Event listeners set on selectors would be great, no? Well, there’s a problem there, as explained above about the way selectors are used in browsers. You’d want to set the events on a selector, and you’d expect it to work on any and all matching nodes, and be live in the way of adding or removing event listeners on elements when they suddenly start or stop matching the selector because of DOM changes. (Or user actions, think :hover.) I believe a carefully designed interface for registering and unregistering events on selectors should be possible to build. It wouldn’t have to be live, it could work by listening on just the necessary DOM manipulation events on just the necessary nodes. However, that’s probably way out of scope for the Selectors API TR.

So, what am I talking about? Well, you could write a more generic event listener that choses a path depending on whether selectors match the target element or not. It would require much more processing since you probably have to make sure you’ve added it to all elements that could possibly match, but it’s something that you could do with just the method examples from above and current DOM events.

Selectors should not be bound to a document

First class selectors should allow using the same selector on nodes from different documents, without having to bother with document of origin. So, they should not be constructed from document.createSelector(sel,nsresolver) or similar, they should be independent of the document. new Selectors(string,nsresolver) or even plainly Selectors(string) where the ECMAScript bindings allow for the nsresolver to be absent if the namespace selectors syntax is not used in the selectors string.

Is StaticNodeList really such a good idea?

Other languages than ECMAScript might be in need of some kind of StaticNodeList or similar. But really, isn’t ECMAScript the primary consumer of this interface here? As I see it, the built in Array is the better choice. Or at least, please have the StaticNodeList inherit directly from Array in the ECMAScript bindings. Because I see no reason why StaticNodeList would disallow manipulation – Unlike NodeList it isn’t supposed to be live. It has no correlation with the DOM once it has been collected. So why not allow full array manipulation? – and Array has a slew of useful manipulation tools. Especially with the extensions introduced by Mozilla’s JavaScript 1.6 additions.

Posted in Javascript |

You can follow any responses to this entry through the RSS 2.0 feed. You can skip to the end and leave a response. Pinging is currently not allowed.


11 Responses to “JavaScript and Selectors”

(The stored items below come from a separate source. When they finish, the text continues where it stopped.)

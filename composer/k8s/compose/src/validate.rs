//! Converts a raw claim into a typed [`ServiceSpec`].
//!
//! Validation stops at the first structural defect and reports it as a `SchemaViolation` naming
//! the offending field. Fields of absent or disabled features are not inspected.

use crate::k8s::{claim, EventDrivenService, ObjectMeta};
use ahash::AHashMap as HashMap;
use once_cell::sync::Lazy;
use regex::Regex;
use service_composer_core::{
    service::{
        Autoscaling, Identity, InitTask, KeyMapping, MessagingBinding, MetricBinding,
        NetworkExposure, SecretBinding, ServiceSpec,
    },
    Error, Feature, SizingTier,
};
use std::num::NonZeroU16;

const DNS_LABEL_REGEX: &str = r"^[a-z0-9]([-a-z0-9]*[a-z0-9])?$";
const DNS_1035_LABEL_REGEX: &str = r"^[a-z]([-a-z0-9]*[a-z0-9])?$";
const DNS_SUBDOMAIN_REGEX: &str =
    r"^[a-z0-9]([-a-z0-9]*[a-z0-9])?(\.[a-z0-9]([-a-z0-9]*[a-z0-9])?)*$";
const ENV_NAME_REGEX: &str = r"^[-._a-zA-Z][-._a-zA-Z0-9]*$";
const SECRET_KEY_REGEX: &str = r"^[-._a-zA-Z0-9]+$";

const MAX_LABEL_LEN: usize = 63;
const MAX_SUBDOMAIN_LEN: usize = 253;

pub const DEFAULT_PORT: i32 = 8080;
pub const DEFAULT_MIN_REPLICAS: i32 = 1;

static DNS_LABEL: Lazy<Regex> =
    Lazy::new(|| Regex::new(DNS_LABEL_REGEX).expect("DNS label regex must compile"));
static DNS_1035_LABEL: Lazy<Regex> =
    Lazy::new(|| Regex::new(DNS_1035_LABEL_REGEX).expect("DNS-1035 regex must compile"));
static DNS_SUBDOMAIN: Lazy<Regex> =
    Lazy::new(|| Regex::new(DNS_SUBDOMAIN_REGEX).expect("DNS subdomain regex must compile"));
static ENV_NAME: Lazy<Regex> =
    Lazy::new(|| Regex::new(ENV_NAME_REGEX).expect("env name regex must compile"));
static SECRET_KEY: Lazy<Regex> =
    Lazy::new(|| Regex::new(SECRET_KEY_REGEX).expect("secret key regex must compile"));

pub fn validate(claim: &EventDrivenService) -> Result<ServiceSpec, Error> {
    let identity = validate_identity(&claim.metadata)?;
    let spec = &claim.spec;

    let image = required(spec.image.as_deref(), "spec.image")?;
    if image.chars().any(char::is_whitespace) {
        return Err(Error::schema(
            "spec.image",
            format!("{image:?} must not contain whitespace"),
        ));
    }

    let sizing_tier = required(spec.size.as_deref(), "spec.size")?
        .parse::<SizingTier>()
        .map_err(|error| Error::schema("spec.size", error))?;

    let messaging = validate_messaging(spec.nats.as_ref())?;
    let secret_bindings = validate_secret_refs(spec.secret_refs.as_deref().unwrap_or_default())?;
    let init_task = validate_init_task(spec.init_container.as_ref())?;
    let network_exposure = validate_network_exposure(spec.network_exposure.as_ref())?;
    let autoscaling = validate_autoscaling(spec.autoscaling.as_ref())?;

    Ok(ServiceSpec {
        identity,
        image: image.to_string(),
        sizing_tier,
        messaging,
        secret_bindings,
        init_task,
        network_exposure,
        autoscaling,
    })
}

fn validate_identity(meta: &ObjectMeta) -> Result<Identity, Error> {
    let name = required(meta.name.as_deref(), "metadata.name")?;
    if !is_dns_1035_label(name) {
        return Err(Error::schema(
            "metadata.name",
            format!(
                "{name:?} must be at most {MAX_LABEL_LEN} lowercase alphanumeric characters or \
                 '-', starting with a letter and ending with an alphanumeric character"
            ),
        ));
    }

    let namespace = required(meta.namespace.as_deref(), "metadata.namespace")?;
    if !is_dns_label(namespace) {
        return Err(Error::schema(
            "metadata.namespace",
            format!("{namespace:?} must be a valid DNS label"),
        ));
    }

    Ok(Identity::new(namespace, name))
}

fn validate_messaging(nats: Option<&claim::NatsBinding>) -> Result<MessagingBinding, Error> {
    let nats = nats.ok_or_else(|| Error::schema("spec.nats", "is required"))?;
    Ok(MessagingBinding {
        url: required(nats.url.as_deref(), "spec.nats.url")?.to_string(),
        topic: required(nats.stream.as_deref(), "spec.nats.stream")?.to_string(),
        group: required(nats.consumer.as_deref(), "spec.nats.consumer")?.to_string(),
    })
}

fn validate_secret_refs(refs: &[claim::SecretRef]) -> Result<Vec<SecretBinding>, Error> {
    // Maps each secret name to the first reference that names it and its envFrom value.
    let mut first_refs = HashMap::<&str, (usize, bool)>::default();
    let mut bindings = Vec::with_capacity(refs.len());

    for (i, secret_ref) in refs.iter().enumerate() {
        let field = format!("spec.secretRefs[{i}]");

        let name = required(secret_ref.name.as_deref(), &format!("{field}.name"))?;
        if !is_dns_subdomain(name) {
            return Err(Error::schema(
                format!("{field}.name"),
                format!("{name:?} must be a valid DNS subdomain"),
            ));
        }

        let bulk_import = secret_ref.env_from.unwrap_or(false);
        match first_refs.get(name) {
            Some(&(first, first_bulk_import)) if first_bulk_import != bulk_import => {
                return Err(Error::schema(
                    format!("{field}.envFrom"),
                    format!(
                        "secret {name:?} is already referenced by spec.secretRefs[{first}] with \
                         envFrom: {first_bulk_import}"
                    ),
                ));
            }
            Some(_) => {}
            None => {
                first_refs.insert(name, (i, bulk_import));
            }
        }

        let mut explicit_mappings = Vec::new();
        for (j, mapping) in secret_ref.env.iter().flatten().enumerate() {
            let field = format!("{field}.env[{j}]");

            let secret_field = required(mapping.secret_key.as_deref(), &format!("{field}.secretKey"))?;
            if !SECRET_KEY.is_match(secret_field) {
                return Err(Error::schema(
                    format!("{field}.secretKey"),
                    format!("{secret_field:?} must consist of alphanumeric characters, '-', '_' or '.'"),
                ));
            }

            let env_name = required(mapping.env_name.as_deref(), &format!("{field}.envName"))?;
            if !ENV_NAME.is_match(env_name) {
                return Err(Error::schema(
                    format!("{field}.envName"),
                    format!("{env_name:?} is not a valid environment variable name"),
                ));
            }

            explicit_mappings.push(KeyMapping {
                secret_field: secret_field.to_string(),
                env_name: env_name.to_string(),
            });
        }

        bindings.push(SecretBinding {
            secret_name: name.to_string(),
            explicit_mappings,
            bulk_import,
        });
    }

    Ok(bindings)
}

fn validate_init_task(init: Option<&claim::InitContainer>) -> Result<Feature<InitTask>, Error> {
    let Some(init) = init else {
        return Ok(Feature::Absent);
    };

    let command = init.command.clone().unwrap_or_default();
    if command.is_empty() {
        return Err(Error::schema(
            "spec.initContainer.command",
            "must contain at least one element",
        ));
    }

    Ok(Feature::Included(InitTask {
        command,
        args: init.args.clone().unwrap_or_default(),
    }))
}

fn validate_network_exposure(
    exposure: Option<&claim::NetworkExposure>,
) -> Result<Feature<NetworkExposure>, Error> {
    let exposure = match exposure {
        Some(exposure) if exposure.enabled => exposure,
        _ => return Ok(Feature::Absent),
    };

    let hostname = required(exposure.hostname.as_deref(), "spec.networkExposure.hostname")?;
    if !is_dns_subdomain(hostname) {
        return Err(Error::schema(
            "spec.networkExposure.hostname",
            format!("{hostname:?} must be a lowercase, dot-separated sequence of DNS labels"),
        ));
    }

    let port = exposure.port.unwrap_or(DEFAULT_PORT);
    let port = u16::try_from(port)
        .ok()
        .and_then(NonZeroU16::new)
        .ok_or_else(|| {
            Error::schema(
                "spec.networkExposure.port",
                format!("{port} must be between 1 and 65535"),
            )
        })?;

    if let Some(class) = exposure.ingress_class_name.as_deref() {
        if !is_dns_subdomain(class) {
            return Err(Error::schema(
                "spec.networkExposure.ingressClassName",
                format!("{class:?} must be a valid DNS subdomain"),
            ));
        }
    }

    Ok(Feature::Included(NetworkExposure {
        hostname: hostname.to_string(),
        port,
        ingress_class_name: exposure.ingress_class_name.clone(),
    }))
}

fn validate_autoscaling(
    autoscaling: Option<&claim::Autoscaling>,
) -> Result<Feature<Autoscaling>, Error> {
    let autoscaling = match autoscaling {
        Some(autoscaling) if autoscaling.enabled => autoscaling,
        _ => return Ok(Feature::Absent),
    };

    let max = autoscaling
        .max_replicas
        .ok_or_else(|| Error::schema("spec.autoscaling.maxReplicas", "is required"))?;
    let max_replicas = u32::try_from(max)
        .ok()
        .filter(|max| *max >= 1)
        .ok_or_else(|| {
            Error::schema(
                "spec.autoscaling.maxReplicas",
                format!("{max} must be at least 1"),
            )
        })?;

    let min = autoscaling.min_replicas.unwrap_or(DEFAULT_MIN_REPLICAS);
    let min_replicas = u32::try_from(min).map_err(|_| {
        Error::schema(
            "spec.autoscaling.minReplicas",
            format!("{min} must not be negative"),
        )
    })?;
    if min_replicas > max_replicas {
        return Err(Error::schema(
            "spec.autoscaling.minReplicas",
            format!("{min_replicas} must not exceed maxReplicas ({max_replicas})"),
        ));
    }

    let metric = match autoscaling.metric_binding.as_ref() {
        None => {
            return Err(Error::schema(
                "spec.autoscaling.metricBinding",
                "is required",
            ))
        }
        Some(claim::MetricBinding::MessageLag {
            lag_threshold,
            monitoring_endpoint,
            account,
        }) => {
            let threshold = lag_threshold.unwrap_or(MetricBinding::DEFAULT_LAG_THRESHOLD as i32);
            let lag_threshold = u32::try_from(threshold)
                .ok()
                .filter(|t| *t >= 1)
                .ok_or_else(|| {
                    Error::schema(
                        "spec.autoscaling.metricBinding.lagThreshold",
                        format!("{threshold} must be at least 1"),
                    )
                })?;
            let monitoring_endpoint = required(
                monitoring_endpoint.as_deref(),
                "spec.autoscaling.metricBinding.monitoringEndpoint",
            )?;
            MetricBinding::MessageLag {
                lag_threshold,
                monitoring_endpoint: monitoring_endpoint.to_string(),
                account: account
                    .clone()
                    .unwrap_or_else(|| MetricBinding::DEFAULT_ACCOUNT.to_string()),
            }
        }
        Some(claim::MetricBinding::Cpu { utilization }) => {
            let value = utilization.unwrap_or(MetricBinding::DEFAULT_CPU_UTILIZATION.into());
            let utilization = u8::try_from(value)
                .ok()
                .filter(|u| (1..=100).contains(u))
                .ok_or_else(|| {
                    Error::schema(
                        "spec.autoscaling.metricBinding.utilization",
                        format!("{value} must be a percentage between 1 and 100"),
                    )
                })?;
            MetricBinding::Cpu { utilization }
        }
    };

    Ok(Feature::Included(Autoscaling {
        min_replicas,
        max_replicas,
        metric,
    }))
}

/// Returns the field's value if it is present and not blank.
fn required<'v>(value: Option<&'v str>, field: &str) -> Result<&'v str, Error> {
    match value {
        Some(v) if !v.trim().is_empty() => Ok(v),
        Some(_) => Err(Error::schema(field, "must not be empty")),
        None => Err(Error::schema(field, "is required")),
    }
}

fn is_dns_label(s: &str) -> bool {
    s.len() <= MAX_LABEL_LEN && DNS_LABEL.is_match(s)
}

fn is_dns_1035_label(s: &str) -> bool {
    s.len() <= MAX_LABEL_LEN && DNS_1035_LABEL.is_match(s)
}

fn is_dns_subdomain(s: &str) -> bool {
    s.len() <= MAX_SUBDOMAIN_LEN
        && s.split('.').all(|label| label.len() <= MAX_LABEL_LEN)
        && DNS_SUBDOMAIN.is_match(s)
}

  1. Anne van Kesteren Says:
    May 13th, 2006 at 6:39 am

    I will comment on the list, but what you might want to correct here is that it’s not a Technical Report (yet), just a proposal from me. Given that the group operates in public (more or less) I can tell you that we do intend to publish this as a first public working draft soonish. That does not mean however it is ready for implementors. For that it has to be a Candidate Recommendation in theory which comes after Last Call which comes after one or more working drafts.

  2. Erik Arvidsson Says:
    May 15th, 2006 at 1:08 pm

    Very good points indeed.

    There is a huge need for testing if a node matches a selector. I think releasing a spec without that would be a huge oversight.

    What about relative expressions? In CSS Selectors everything is relative to the document. For example how would we use this to get all the children elements of an element?

    I think we could generalize the event attachment case even more. We could have an object that gets called whenever a node is inserted, modified or removed which causes a match. Basically, during the style resolution, we do callbacks to a javascript object.

    var sel = new Selector(‘.foo’);
    sel.addEventListener(‘match’, f, true); // or non EventTarget interface
    sel.addEventListener(‘unmatch’, g, true);
    sel.watchMatch(document);

    where the relatedTarget would be the node that started to match. This would require that the item keeps track of matching nodes, which like you said, I doubt that browsers do. However, letting the browser do this for us might save some time and make this less buggy/more efficient… and this case is simpler because the selector text is known. It would still be useful if we only had ‘match’ but then all apps would have to duplicate all this code over and over and over.

  3. Patrick Corcoran Says:
    May 15th, 2006 at 1:45 pm

    I agree that the current state of affairs with regard to DOM manipulation is wanting.

    But I don’t really see the need to solve this problem by adding new layers of syntax and language extensions. That to me is overkill. If every problem were solved thus, JavaScript would ultimately end up as a worse syntactical mess than perl. (With all due respect to perl… :)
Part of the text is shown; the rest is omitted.